Das Ansveruskreuz bei Einhaus
von Theodor Möller

   Aus dem umfangreichen Schrifttum, das sich mit diesem Gegenstande befaßt, sei besonders auf folgende Arbeiten verwiesen: R. Haupt und Friedrich Weyser: Bau- und Kunstdenkmäler im Kreise Herzogtum Lauenburg, S.48-51. - Theodor Hach: Das sogenannte Ansveruskreuz bei Ratzeburg. Zeitschrift XVII, 323-363. - L. Hellwig: Die Ansveruslegende. Archiv d. Vereins f.d. Geschichte d. Herzogtums Lauenburg, Bd.II, Heft 2, S.75-105. - Derselbe: Das Ansveruskreuz bei Ratzeburg. Ebenda S.112-118. - Johs. Warnke: Die Steinkreuze (Gedenkkreuze) in Lüneburgs Umgebung. Heimatblätter Lübeck 1925, Nr.12. - Derselbe: Das Ansveruskreuz bei Ratzeburg. Die Heimat 42 (1932) 280-284. - Ferd. v. Notz: Ansverus, der Apostel und Märtyrer Lauenburgs ... Ratzeburg 1929. - Hinweise finden sich noch an vielen Stellen, so durch H. Handelmann in Zeitschrift Bd. IX, 186 u. bei Oldekop, Top.Holstein I, IV 28 u. 107

Ansverus-Kreuz, Vorderseite
Aufnahme: Theodor Möller

Ansverus-Kreuz, Rückseite
Aufnahme: Theodor Möller

Das Ansverus-Kreuz. Aus: Haupt-Weyser: Bau- u. Kunstdenkmäler im Kreise Herzogtum Lauenburg

   Das Kreuz steht in einsamer Gegend, auf einem Knickwall am Feldwege von Einhaus nach Buchholz, unweit der alten landstraße Lübeck-Lüneburg. Der Weg von St. Georgsberg-Ratzeburg dorthin ist bezeichnet, so daß es unschwer zu finden ist. "Vor der Einkoppelung der Einhauser Flur im Jahre 1793 stand es frei im Ackerfelde, auf einem kleinen Hügel, der vom Pfluge verschont ward. Damals wurde der Weg in seiner jetzigen Flucht hinter dem Denkmal vorbeigeführt, so dass dieses in dem Knick des Weges zu stehen kam und dem des Weges daherkommenden Wanderer den Rücken zudreht. Der kleine Hügel wurde abgetragen." V. Notz.
   1843 erhielt es den aus behauenen Findlingen hergestellten sechsseitigen Unterbau und ein Schutzgitter, das aber nicht lange gestanden haben kann. Vor wenigen Jahren (1924) erhielt es ein neuers Schutzgitter.

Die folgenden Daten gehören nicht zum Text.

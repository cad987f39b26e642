//! Receive-notification gate between the driver context and the poll loop.
//!
//! The radio driver signals "packet received" from its own context; no
//! decoding happens there. The gate carries that signal to the polling loop
//! as an at-most-one-pending notification: signals coalesce, and a signal
//! raised while a transmission is in flight is dropped outright, losing the
//! packet. The transceiver is half-duplex and has no receive queue, so
//! drop-if-busy is the rule rather than an accident.

use std::sync::atomic::{AtomicBool, Ordering};

use tokio::sync::Notify;

/// Single-producer/single-consumer receive signal with transmit exclusion.
#[derive(Debug, Default)]
pub struct ReceiveGate {
    pending: AtomicBool,
    transmitting: AtomicBool,
    notify: Notify,
}

impl ReceiveGate {
    pub fn new() -> Self {
        Self::default()
    }

    /// Driver side: raise the receive notification.
    ///
    /// Returns `false` when the notification was dropped because a
    /// transmission is in flight. A notification raised while one is
    /// already pending coalesces into it.
    pub fn notify_received(&self) -> bool {
        if self.transmitting.load(Ordering::SeqCst) {
            return false;
        }
        self.pending.store(true, Ordering::SeqCst);
        self.notify.notify_one();
        true
    }

    /// Poll side: consume the pending notification, if any.
    pub fn take(&self) -> bool {
        self.pending.swap(false, Ordering::SeqCst)
    }

    /// Poll side: wait until a notification is pending. Does not consume
    /// it — callers follow up with [`take`](Self::take), so a wait that is
    /// raced out (e.g. an unchosen `select!` branch) loses nothing.
    pub async fn wait(&self) {
        loop {
            if self.pending.load(Ordering::SeqCst) {
                return;
            }
            self.notify.notified().await;
        }
    }

    /// Assert transmit exclusion for the duration of an outbound burst.
    /// Notifications raised in between are dropped at [`notify_received`](Self::notify_received).
    pub fn begin_transmit(&self) {
        self.transmitting.store(true, Ordering::SeqCst);
    }

    /// Release transmit exclusion. Any notification dropped during the
    /// burst stays dropped.
    pub fn end_transmit(&self) {
        self.transmitting.store(false, Ordering::SeqCst);
    }

    pub fn is_transmitting(&self) -> bool {
        self.transmitting.load(Ordering::SeqCst)
    }
}

#[cfg(test)]
mod tests {
    use super::*;

    #[test]
    fn notification_is_consumed_once() {
        let gate = ReceiveGate::new();
        assert!(!gate.take());
        assert!(gate.notify_received());
        assert!(gate.take());
        assert!(!gate.take());
    }

    #[test]
    fn notifications_coalesce() {
        let gate = ReceiveGate::new();
        assert!(gate.notify_received());
        assert!(gate.notify_received());
        assert!(gate.take());
        assert!(!gate.take());
    }

    #[test]
    fn dropped_while_transmitting() {
        let gate = ReceiveGate::new();
        gate.begin_transmit();
        assert!(!gate.notify_received());
        gate.end_transmit();
        // The dropped notification does not reappear.
        assert!(!gate.take());
    }

    #[test]
    fn pending_before_transmit_survives_the_burst() {
        let gate = ReceiveGate::new();
        assert!(gate.notify_received());
        gate.begin_transmit();
        gate.end_transmit();
        assert!(gate.take());
    }

    #[tokio::test]
    async fn wait_returns_for_a_prior_notification() {
        let gate = ReceiveGate::new();
        gate.notify_received();
        gate.wait().await;
        // wait() leaves the notification for take().
        assert!(gate.take());
        assert!(!gate.take());
    }

    #[tokio::test]
    async fn wait_wakes_on_notification() {
        let gate = std::sync::Arc::new(ReceiveGate::new());
        let waiter = {
            let gate = gate.clone();
            tokio::spawn(async move { gate.wait().await })
        };
        // Give the waiter a chance to park first.
        tokio::task::yield_now().await;
        gate.notify_received();
        tokio::time::timeout(std::time::Duration::from_secs(1), waiter)
            .await
            .expect("waiter timed out")
            .unwrap();
    }
}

Die von H. Handelmann 1879 geäußerte Ansicht (a.a.O.), daß "das am Fußwege von Ratzeburg nach Buchholz stehende sogenannte Ansveruskreuz auf der Feldmark Einhaus - - - als das einzige öffentliche Monument anzusehen sein dürfte, welches auch ohne solche Maßregeln durch die Pietät der Bevölkerung fortwährend geschützt wird", hatte sich denn doch als zu optimistisch erwiesen. Es bestand die große Gefahr, dass auch die letzten Spuren der eingeritzten Zeichnung durch Narrenhände zerstört werden würden, eine Gefahr, die auch durch das neue Schutzgitter keineswegs völlig gebannt ist. Die Wirkung des Kreuzes auf den Beschauer hat durch das Schutzgitter natürlich gelitten, auch ist es seitdem nicht mehr möglich, eine Aufnahme zu machen, die die Zeichnung im ganzen, soviel noch von ihr erhalten ist, zeigt. Man hat eben von zwei Übeln das geringere wählen müssen.
   Das Kreuz hat die stattliche Höhe von 2,80m. Die Arme, deren überstehende, d.h. den Ring überragende Enden abgebrochen sind, "klastern noch etwa einen Meter, der Kreuzstamm unten ist 57-58cm breit, und die Dicke des Steines beträgt 13-14cm". V. Notz. Es ist aus einem harten, weißlichen Gotländer Kalkstein gearbeitet, einem Material, das früher in der Lübecker Gegend viel zu Denkmalen, Grabsteinen und Altarplatten verwendet wurde. Auf dem Wasserwege war es verhältnismäßig bequem zu beschaffen.
   Die Form des Kreuzes, die nach Haupt ins 13. Jahrhundert weist, ist eigenartig und sehr wirkungsvoll. Die Arme sind durch einen ausgehauenen Ring miteinander verbunden. Dadurch gab man ihnen eine besondere Festigkeit, und ein solches Kreuz war so recht geeignet, im Freien alle Unbilden der Witterung und Zerstörung, solange nicht roheste Gewalt in Frage kam, standtzhalten. Ob man allein aus solchen praktischen Überlegungen zu dieser Kreuzform gekommen ist, oder ob alte heidnische Vorstellungen vom Sonnenrad hierbei mitgesprochen haben, ist natürlich schwer zu entscheiden. Rad- oder Ringkreuze waren im frühen Mittelalter durchaus üblich. Das aus dem Jahre 1436 stammende Wilsnackkreuz zu Lübeck zeigt die gleiche Form. Angemerkt sei noch, dass das Radkreuz sich als Symbol weit in die vorchristliche Zeit hinein verfolgen lässt. (Siehe z.B. den Schalenstein bei Brunsoh i. Dithm.)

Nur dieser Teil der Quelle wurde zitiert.